The Western Australian Division of the AAG is a committee with a diverse mix of gerontologists, academics, health care providers and advocacy groups who all value strongly the importance of expanding knowledge on ageing. The committee meets bi-monthly to organise a range of forums to provide opportunities for members and the wider community to become engaged with issues relevant to the field of ageing. The WA Division often collaborates with other organisations to develop these forums and welcomes the opportunity to work with other organisations both locally and nationally who are interested in gerontology.
The Division is also committed to supporting students and early career researchers and for several years has been sponsoring several awards for postgraduate students, including the ‘Australian Association of Gerontology Prize’ at Edith Cowan University which is awarded to the student receiving the highest mark in the unit “Health and Health Challenges for older adults.” The Division is keen to welcome new students to join the committee who are interested in meeting new people from a diverse range of backgrounds and working together to support networking and promoting research in the field of ageing.
Elissa Burton is a Sport Scientist and currently works as a Research Fellow at the School of Physiotherapy & Exercise Science, Curtin University. Elissa is working with Professor Keith Hill in the areas of exercise with older people, healthy ageing, falls prevention, and interventions to assist people living with dementia and their carers. Elissa has collaborated with a number of home care organisations and has conducted much of her research with older people receiving home care services. Her research focus is the promotion of physical activity and exercise in older people to assist them to live independently, in their home, for as long as they choose.
Hilary O'Connell is an Occupational Therapist with 30 years’ experience as a clinician, manager and project leader in the United Kingdom and Australia across the disability and aged care sector. Her passion rests with enabling/wellness focused service models in community care.
Hilary’s UK OT career included centre based neurological rehabilitation, specialist advisor determining medical housing needs, and as a clinician and Occupational Therapy manager for Adult Social Care Services in London.
In Australia Hilary has worked across a number of clinical and community settings. Hilary’s aged and community care knowledge has enabled her to pioneer the implementation of a number of major reform projects. Including research and development of the nationally recognised Silver Chain Home Independence Program and whilst at CommunityWest working in partnership with the WA HACC program to develop and implement the Wellness Approach and the Western Australian Assessment Framework (WAAF).

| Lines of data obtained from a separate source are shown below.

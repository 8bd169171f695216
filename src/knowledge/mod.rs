//! Knowledge store: chunking, embedding and vector retrieval.
//!
//! Documents are split by [`chunk_text`], embedded through an injected
//! [`Embedder`] and kept in a [`VectorIndex`]. [`KnowledgeStore::retrieve_context`]
//! renders the best hits as numbered `[Document i]` blocks for prompt
//! augmentation.

mod chunker;
mod embedding;
mod index;

pub use chunker::{chunk_text, reassemble, KnowledgeChunk};
pub use embedding::{cosine_similarity, Embedder, HashingEmbedder, HttpEmbedder};
pub use index::{SearchHit, VectorIndex};

#[cfg(test)]
pub use embedding::MockEmbedder;

use std::collections::HashMap;
use std::sync::Arc;
use std::time::{Duration, Instant};

use tracing::{debug, info};

use crate::config::KnowledgeConfig;
use crate::error::{KnowledgeError, KnowledgeResult};

/// Free-form metadata attached to chunks and used for search filters.
pub type Metadata = HashMap<String, serde_json::Value>;

/// Separator placed between documents by [`KnowledgeStore::retrieve_context`].
pub const DEFAULT_CONTEXT_SEPARATOR: &str = "\n\n---\n\n";

/// Shared document store used for retrieval-augmented answers.
pub struct KnowledgeStore {
    embedder: Arc<dyn Embedder>,
    index: VectorIndex,
    config: KnowledgeConfig,
}

impl KnowledgeStore {
    /// Create an empty store using `embedder` for every vector
    pub fn new(embedder: Arc<dyn Embedder>, config: KnowledgeConfig) -> Self {
        Self {
            embedder,
            index: VectorIndex::new(),
            config,
        }
    }

    /// Split `text` with the store's configured chunk size and overlap.
    pub fn chunk(&self, text: &str, metadata: &Metadata, source_id: Option<&str>) -> Vec<KnowledgeChunk> {
        chunk_text(
            text,
            metadata,
            self.config.chunk_size,
            self.config.chunk_overlap,
            source_id,
        )
    }

    async fn embed(&self, text: &str) -> KnowledgeResult<Vec<f32>> {
        let timeout_ms = self.config.timeout_ms;
        let vector = tokio::time::timeout(Duration::from_millis(timeout_ms), self.embedder.embed(text))
            .await
            .map_err(|_| KnowledgeError::Timeout { timeout_ms })??;

        if vector.len() != self.embedder.dimension() {
            return Err(KnowledgeError::DimensionMismatch {
                expected: self.embedder.dimension(),
                actual: vector.len(),
            });
        }
        Ok(vector)
    }

    /// Embed and index chunks. Returns the ids that were stored.
    ///
    /// Embedding happens before the index is touched, so a failure leaves the
    /// index unchanged.
    pub async fn add(&self, chunks: Vec<KnowledgeChunk>) -> KnowledgeResult<Vec<String>> {
        let start = Instant::now();
        let mut items = Vec::with_capacity(chunks.len());
        for chunk in chunks {
            let vector = self.embed(&chunk.content).await?;
            items.push((chunk, vector));
        }

        let ids: Vec<String> = items.iter().map(|(c, _)| c.id.clone()).collect();
        self.index.insert(items);

        info!(
            chunks = ids.len(),
            total = self.index.len(),
            latency_ms = start.elapsed().as_millis(),
            "Indexed knowledge chunks"
        );
        Ok(ids)
    }

    /// Chunk a whole document and index it.
    pub async fn add_document(
        &self,
        text: &str,
        metadata: &Metadata,
        source_id: Option<&str>,
    ) -> KnowledgeResult<Vec<String>> {
        let chunks = self.chunk(text, metadata, source_id);
        self.add(chunks).await
    }

    /// Nearest chunks to `query`, best first. An empty store yields an empty result.
    pub async fn search(
        &self,
        query: &str,
        top_k: usize,
        filter: Option<&Metadata>,
    ) -> KnowledgeResult<Vec<SearchHit>> {
        if self.index.is_empty() || top_k == 0 {
            return Ok(Vec::new());
        }
        let vector = self.embed(query).await?;
        let hits = self.index.search(&vector, top_k, filter);
        debug!(top_k, hits = hits.len(), "Knowledge search complete");
        Ok(hits)
    }

    /// Render the best hits as `[Document i]` blocks joined by `separator`.
    ///
    /// Returns an empty string when nothing matches.
    pub async fn retrieve_context(
        &self,
        query: &str,
        top_k: usize,
        separator: &str,
    ) -> KnowledgeResult<String> {
        let hits = self.search(query, top_k, None).await?;
        Ok(format_context(&hits, separator))
    }

    /// Remove chunks by id; returns how many were removed.
    pub fn delete(&self, ids: &[String]) -> usize {
        self.index.delete(ids)
    }

    /// Remove every chunk.
    pub fn clear(&self) {
        self.index.clear();
    }

    /// Number of indexed chunks
    pub fn len(&self) -> usize {
        self.index.len()
    }

    /// Whether the store holds no chunks
    pub fn is_empty(&self) -> bool {
        self.index.is_empty()
    }
}

/// Format hits as numbered document blocks.
pub fn format_context(hits: &[SearchHit], separator: &str) -> String {
    hits.iter()
        .enumerate()
        .map(|(i, hit)| format!("[Document {}]\n{}", i + 1, hit.chunk.content))
        .collect::<Vec<_>>()
        .join(separator)
}

#[cfg(test)]
mod tests {
    use super::*;

    fn store() -> KnowledgeStore {
        KnowledgeStore::new(Arc::new(HashingEmbedder::new(128)), KnowledgeConfig::default())
    }

    #[tokio::test]
    async fn test_retrieve_context_contains_document() {
        let store = store();
        store
            .add_document("Python is a high-level language", &Metadata::new(), Some("py"))
            .await
            .unwrap();

        let context = store
            .retrieve_context("What is Python?", 5, DEFAULT_CONTEXT_SEPARATOR)
            .await
            .unwrap();
        assert!(context.starts_with("[Document 1]\n"));
        assert!(context.contains("Python is a high-level language"));
    }

    #[tokio::test]
    async fn test_empty_store_gives_empty_context() {
        let store = store();
        let context = store
            .retrieve_context("anything", 5, DEFAULT_CONTEXT_SEPARATOR)
            .await
            .unwrap();
        assert_eq!(context, "");
        assert!(store.search("anything", 3, None).await.unwrap().is_empty());
    }

    #[tokio::test]
    async fn test_search_is_idempotent() {
        let store = store();
        for text in ["Rust has ownership", "Go has goroutines", "Python has generators"] {
            store.add_document(text, &Metadata::new(), None).await.unwrap();
        }
        let first = store.search("ownership in Rust", 2, None).await.unwrap();
        let second = store.search("ownership in Rust", 2, None).await.unwrap();
        assert_eq!(first, second);
        assert_eq!(first[0].chunk.content, "Rust has ownership");
    }

    struct SlowEmbedder;

    #[async_trait::async_trait]
    impl Embedder for SlowEmbedder {
        async fn embed(&self, _text: &str) -> KnowledgeResult<Vec<f32>> {
            tokio::time::sleep(Duration::from_secs(5)).await;
            Ok(vec![1.0])
        }

        fn dimension(&self) -> usize {
            1
        }
    }

    #[tokio::test]
    async fn test_search_timeout_is_reported() {
        let config = KnowledgeConfig {
            timeout_ms: 20,
            ..KnowledgeConfig::default()
        };
        let store = KnowledgeStore::new(Arc::new(SlowEmbedder), config);
        store
            .index
            .insert(vec![(KnowledgeChunk::new("seed"), vec![1.0])]);

        let err = store.search("q", 1, None).await.unwrap_err();
        assert!(matches!(err, KnowledgeError::Timeout { timeout_ms: 20 }));
    }

    #[tokio::test]
    async fn test_dimension_mismatch_rejected() {
        let mut embedder = MockEmbedder::new();
        embedder.expect_dimension().return_const(3usize);
        embedder.expect_embed().returning(|_| Ok(vec![1.0]));

        let store = KnowledgeStore::new(Arc::new(embedder), KnowledgeConfig::default());
        let err = store.add(vec![KnowledgeChunk::new("x")]).await.unwrap_err();
        assert!(matches!(
            err,
            KnowledgeError::DimensionMismatch {
                expected: 3,
                actual: 1
            }
        ));
        assert!(store.is_empty());
    }

    #[tokio::test]
    async fn test_delete_and_clear() {
        let store = store();
        let ids = store
            .add_document("First.\n\nSecond.", &Metadata::new(), None)
            .await
            .unwrap();
        assert_eq!(store.len(), ids.len());
        assert_eq!(store.delete(&ids[..1]), 1);
        store.clear();
        assert!(store.is_empty());
    }
}
/// Detect which tools a request needs, in execution order.
pub fn detect_tools(text: &str) -> Vec<ToolNeed> {
    let lower = text.to_lowercase();
    let mut needs = Vec::new();

    if ARITHMETIC.is_match(text) || MATH_CALL.is_match(text) {
        needs.push(ToolNeed {
            tool: "calculator",
            reason: "Task involves mathematical calculations",
        });
    }
    if text.contains("```python") || text.contains("```py") || CODE_LINE.is_match(text) {
        needs.push(ToolNeed {
            tool: "execute_code",
            reason: "Task involves code execution",
        });
    }
    if SEARCH_PHRASES.iter().any(|p| lower.contains(p)) {
        needs.push(ToolNeed {
            tool: "search",
            reason: "Task requires external information",
        });
    }
    if URL.is_match(text) || lower.contains("website") || lower.contains("url") {
        needs.push(ToolNeed {
            tool: "web_fetch",
            reason: "Task involves web content",
        });
    }
    needs
}

/// Turns request text into arguments for one tool.
///
/// Returning `None` means the arguments could not be found and the tool is
/// skipped.
pub trait ArgumentExtractor: Send + Sync {
    fn extract(&self, text: &str) -> Option<Value>;
}

/// Finds an arithmetic expression or math call.
pub struct CalculatorArgs;

impl ArgumentExtractor for CalculatorArgs {
    fn extract(&self, text: &str) -> Option<Value> {
        let expression = if let Some(m) = MATH_CALL.find(text) {
            // Take the call through its closing parenthesis.
            let rest = &text[m.start()..];
            let mut depth = 0usize;
            let mut end = None;
            for (i, c) in rest.char_indices() {
                match c {
                    '(' => depth += 1,
                    ')' => {
                        depth = depth.saturating_sub(1);
                        if depth == 0 {
                            end = Some(i + 1);
                            break;
                        }
                    }
                    _ => {}
                }
            }
            let call_end = end?;
            // Keep trailing arithmetic such as `sqrt(16) + 2`.
            let tail = TRAILING_OPS.find(&rest[call_end..]).map_or(0, |t| t.end());
            rest[..call_end + tail].to_string()
        } else {
            EXPRESSION.find(text)?.as_str().to_string()
        };

        let expression = expression.trim().trim_end_matches(['.', '?', '!']).trim();
        (!expression.is_empty()).then(|| json!({ "expression": expression }))
    }
}

/// Takes the fenced block, an inline code span or the code lines.
pub struct CodeArgs;

impl ArgumentExtractor for CodeArgs {
    fn extract(&self, text: &str) -> Option<Value> {
        let code = if let Some(caps) = CODE_FENCE.captures(text) {
            caps.get(1)?.as_str().to_string()
        } else if let Some(caps) = INLINE_CODE.captures(text) {
            caps.get(1)?.as_str().to_string()
        } else {
            return None;
        };
        let code = code.trim_end();
        (!code.trim().is_empty()).then(|| json!({ "code": code, "language": "python" }))
    }
}

/// Uses the phrase after a search verb, or the first 100 characters.
pub struct SearchArgs;

impl ArgumentExtractor for SearchArgs {
    fn extract(&self, text: &str) -> Option<Value> {
        let query = SEARCH_QUERY
            .captures(text)
            .and_then(|caps| caps.get(1))
            .map(|m| m.as_str().trim().to_string())
            .filter(|q| !q.is_empty())
            .unwrap_or_else(|| text.trim().chars().take(100).collect());
        (!query.is_empty()).then(|| json!({ "query": query, "max_results": 5 }))
    }
}

/// Takes the first http(s) URL.
pub struct WebFetchArgs;

impl ArgumentExtractor for WebFetchArgs {
    fn extract(&self, text: &str) -> Option<Value> {
        let url = URL.find(text)?.as_str().trim_end_matches(['.', ',', ';', ':', '!', '?']);
        Some(json!({ "url": url }))
    }
}

/// Agent that detects, runs and explains tools.
pub struct ToolUserAgent {
    core: AgentCore,
    registry: Arc<ToolRegistry>,
    extractors: HashMap<String, Arc<dyn ArgumentExtractor>>,
}

impl ToolUserAgent {
    /// Create the agent with the built-in extractors
    pub fn new(core: AgentCore, registry: Arc<ToolRegistry>) -> Self {
        let mut extractors: HashMap<String, Arc<dyn ArgumentExtractor>> = HashMap::new();
        extractors.insert("calculator".to_string(), Arc::new(CalculatorArgs));
        extractors.insert("execute_code".to_string(), Arc::new(CodeArgs));
        extractors.insert("search".to_string(), Arc::new(SearchArgs));
        extractors.insert("web_fetch".to_string(), Arc::new(WebFetchArgs));
        Self {
            core,
            registry,
            extractors,
        }
    }

    /// Replace the extractor used for `tool`
    pub fn with_extractor(mut self, tool: &str, extractor: Arc<dyn ArgumentExtractor>) -> Self {
        self.extractors.insert(tool.to_string(), extractor);
        self
    }
}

Since joining the Independent Living Centre (ILC) WA in 2014 Hilary has led a project team working in partnership with the WA HACC Program on a best practice Home Modifications and Assistive Technology service delivery model for WA HACC clients.

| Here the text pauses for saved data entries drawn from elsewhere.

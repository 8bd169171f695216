use std::path::{Path, PathBuf};
use std::sync::Arc;

use clap::{Parser, Subcommand};
use tokio::sync::mpsc;
use tracing::{error, info};
use tracing_subscriber::{fmt, prelude::*, EnvFilter};

use agent_orchestrator::{
    agents::{AgentContext, AgentCore, Thought},
    config::{Config, LogFormat},
    knowledge::{Embedder, HashingEmbedder, HttpEmbedder, KnowledgeStore, Metadata},
    learning::{RetryPolicy, StrategyStore},
    orchestrator::Orchestrator,
    provider::{GenerationConfig, HttpModelProvider},
    storage::{SqliteStorage, Storage},
    tools::{KnowledgeSearchBackend, ToolRegistry},
};

#[derive(Parser)]
#[command(name = "agent-orchestrator", version, about = "Multi-agent reasoning pipeline")]
struct Cli {
    #[command(subcommand)]
    command: Command,
}

#[derive(Subcommand)]
enum Command {
    /// Answer a request with the full agent pipeline
    Ask {
        /// The request text
        input: String,
        /// Continue a stored conversation
        #[arg(long)]
        session: Option<String>,
        /// Index these files before answering
        #[arg(long = "knowledge")]
        knowledge: Vec<PathBuf>,
        /// Print thoughts to stderr as they happen
        #[arg(long)]
        stream: bool,
        /// Print the whole response as JSON
        #[arg(long)]
        json: bool,
        /// Skip the reflection stage
        #[arg(long)]
        no_reflection: bool,
        /// Skip the tool stage
        #[arg(long)]
        no_tools: bool,
    },
    /// Chunk and index files, optionally running a test query
    Ingest {
        files: Vec<PathBuf>,
        /// Query to run against the indexed files
        #[arg(long)]
        query: Option<String>,
    },
    /// Show learned strategy statistics
    Insights {
        /// Limit statistics to one problem type
        #[arg(long)]
        problem_type: Option<String>,
    },
    /// Rate an answer from 1 to 5
    Feedback {
        #[arg(long)]
        conversation: String,
        #[arg(long)]
        message: String,
        #[arg(long)]
        rating: u8,
        #[arg(long)]
        comment: Option<String>,
    },
}

#[tokio::main]
async fn main() -> anyhow::Result<()> {
    let cli = Cli::parse();

    // Load configuration
    let mut config = match Config::from_env() {
        Ok(c) => c,
        Err(e) => {
            eprintln!("Configuration error: {}", e);
            std::process::exit(1);
        }
    };

    // Initialize logging
    init_logging(&config);

    info!(version = env!("CARGO_PKG_VERSION"), "Agent orchestrator starting...");

    match cli.command {
        Command::Ask {
            input,
            session,
            knowledge,
            stream,
            json,
            no_reflection,
            no_tools,
        } => {
            config.orchestrator.enable_reflection &= !no_reflection;
            config.orchestrator.enable_tools &= !no_tools;
            let app = App::build(&config).await?;
            for path in &knowledge {
                app.ingest(path).await?;
            }
            app.ask(&input, session.as_deref(), stream, json).await?;
        }
        Command::Ingest { files, query } => {
            let app = App::build(&config).await?;
            for path in &files {
                app.ingest(path).await?;
            }
            if let Some(query) = query {
                let hits = app
                    .knowledge
                    .search(&query, config.orchestrator.retrieval_top_k, None)
                    .await?;
                for hit in hits {
                    println!("{:.3}\t{}", hit.score, hit.chunk.content);
                }
            }
        }
        Command::Insights { problem_type } => {
            let app = App::build(&config).await?;
            let insights = app.learning.get_insights().await;
            let stats = app.learning.problem_type_stats(problem_type.as_deref()).await;
            println!("{}", serde_json::to_string_pretty(&insights)?);
            println!("{}", serde_json::to_string_pretty(&stats)?);
            if let Some(pt) = problem_type {
                for suggestion in app.learning.suggest_improvements(&pt).await {
                    println!("- {}", suggestion);
                }
            }
        }
        Command::Feedback {
            conversation,
            message,
            rating,
            comment,
        } => {
            let app = App::build(&config).await?;
            let feedback = app
                .learning
                .record_feedback(&conversation, &message, rating, comment, None)
                .await?;
            println!("{}", serde_json::to_string_pretty(&feedback)?);
        }
    }

    Ok(())
}

/// Everything a subcommand may need, wired from configuration.
struct App {
    orchestrator: Orchestrator,
    knowledge: Arc<KnowledgeStore>,
    learning: Arc<StrategyStore>,
}

impl App {
    async fn build(config: &Config) -> anyhow::Result<Self> {
        // Initialize storage
        let storage: Arc<dyn Storage> = match SqliteStorage::new(&config.database).await {
            Ok(s) => {
                info!(path = %config.database.path.display(), "Database initialized");
                Arc::new(s)
            }
            Err(e) => {
                error!(error = %e, "Failed to initialize database");
                return Err(e.into());
            }
        };

        // Initialize model provider
        let provider = match HttpModelProvider::new(&config.model, config.request.clone()) {
            Ok(p) => {
                info!(base_url = %config.model.base_url, model = %config.model.model, "Model provider initialized");
                Arc::new(p)
            }
            Err(e) => {
                error!(error = %e, "Failed to initialize model provider");
                return Err(e.into());
            }
        };

        let dimension = config.knowledge.embedding_dimension;
        let embedder: Arc<dyn Embedder> = match &config.knowledge.embedding_model {
            Some(model) => Arc::new(HttpEmbedder::new(
                &config.model,
                &config.request,
                model.clone(),
                dimension,
            )?),
            None => Arc::new(HashingEmbedder::new(dimension)),
        };
        let knowledge = Arc::new(KnowledgeStore::new(embedder, config.knowledge.clone()));

        let learning = Arc::new(
            StrategyStore::new()
                .with_storage(Arc::clone(&storage))
                .with_retry(RetryPolicy {
                    max_retries: config.request.max_retries,
                    base_delay_ms: config.request.retry_delay_ms,
                }),
        );
        learning.load().await?;

        let registry = ToolRegistry::with_builtins(
            &config.tools,
            Some(Arc::new(KnowledgeSearchBackend::new(Arc::clone(&knowledge)))),
        )?;
        info!(tools = ?registry.names(), "Tool registry initialized");

        let generation = GenerationConfig::default()
            .with_temperature(config.model.temperature)
            .with_max_tokens(config.model.max_tokens);
        let orchestrator = Orchestrator::new(AgentCore::new(provider, generation), config.orchestrator.clone())
            .with_tools(Arc::new(registry))
            .with_knowledge(Arc::clone(&knowledge))
            .with_learning(Arc::clone(&learning))
            .with_storage(storage);

        Ok(Self {
            orchestrator,
            knowledge,
            learning,
        })
    }

    async fn ingest(&self, path: &Path) -> anyhow::Result<()> {
        let text = tokio::fs::read_to_string(path).await?;
        let source = path.display().to_string();
        let mut metadata = Metadata::new();
        metadata.insert("source".to_string(), serde_json::Value::String(source.clone()));

        let ids = self.knowledge.add_document(&text, &metadata, Some(&source)).await?;
        info!(path = %source, chunks = ids.len(), "Ingested document");
        eprintln!("Indexed {} chunk(s) from {}", ids.len(), source);
        Ok(())
    }

    async fn ask(&self, input: &str, session: Option<&str>, stream: bool, json: bool) -> anyhow::Result<()> {
        let (tx, mut rx) = mpsc::channel::<Thought>(64);
        let printer = tokio::spawn(async move {
            while let Some(thought) = rx.recv().await {
                if stream {
                    eprintln!("[{}] {}", thought.agent_role, thought.content);
                }
            }
        });

        let result = match session {
            Some(id) => self.orchestrator.process_in_session(id, input, &tx).await,
            None => self
                .orchestrator
                .process(input, AgentContext::default(), &tx)
                .await
                .map_err(Into::into),
        };
        drop(tx);
        let _ = printer.await;
        self.orchestrator.flush_learning().await;

        let response = match result {
            Ok(r) => r,
            Err(e) => {
                error!(error = %e, "Request failed");
                return Err(e.into());
            }
        };

        if json {
            println!("{}", serde_json::to_string_pretty(&response)?);
        } else {
            println!("{}", response.content);
        }
        Ok(())
    }
}

/// Initialize tracing/logging
fn init_logging(config: &Config) {
    let env_filter =
        EnvFilter::try_from_default_env().unwrap_or_else(|_| EnvFilter::new(&config.logging.level));

    match config.logging.format {
        LogFormat::Json => {
            tracing_subscriber::registry()
                .with(env_filter)
                .with(fmt::layer().json().with_writer(std::io::stderr))
                .init();
        }
        LogFormat::Pretty => {
            tracing_subscriber::registry()
                .with(env_filter)
                .with(fmt::layer().with_writer(std::io::stderr))
                .init();
        }
    }
}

Her current role as an ILC service manager includes oversight of the ILC Regional Assessment Service and Allied Health Services and continued research and service development in the areas of reablement, falls and home modifications and assistive technology.
Kristen De San Miguel
Orla Fitzhenry has completed qualifications in Social Science, Applied Social Research and Social Work. She has worked at not-for-profit organisations providing community health and aged care services for over 8 years. She currently works as a Younger Onset Dementia Consultant and Carer Support Group Facilitator at Alzheimer’s WA. She is also involved in several Boards and Committees of not-for-profit organisations. Orla’s key interests are around supporting older people and people living with disabilities to maximise their health and wellbeing.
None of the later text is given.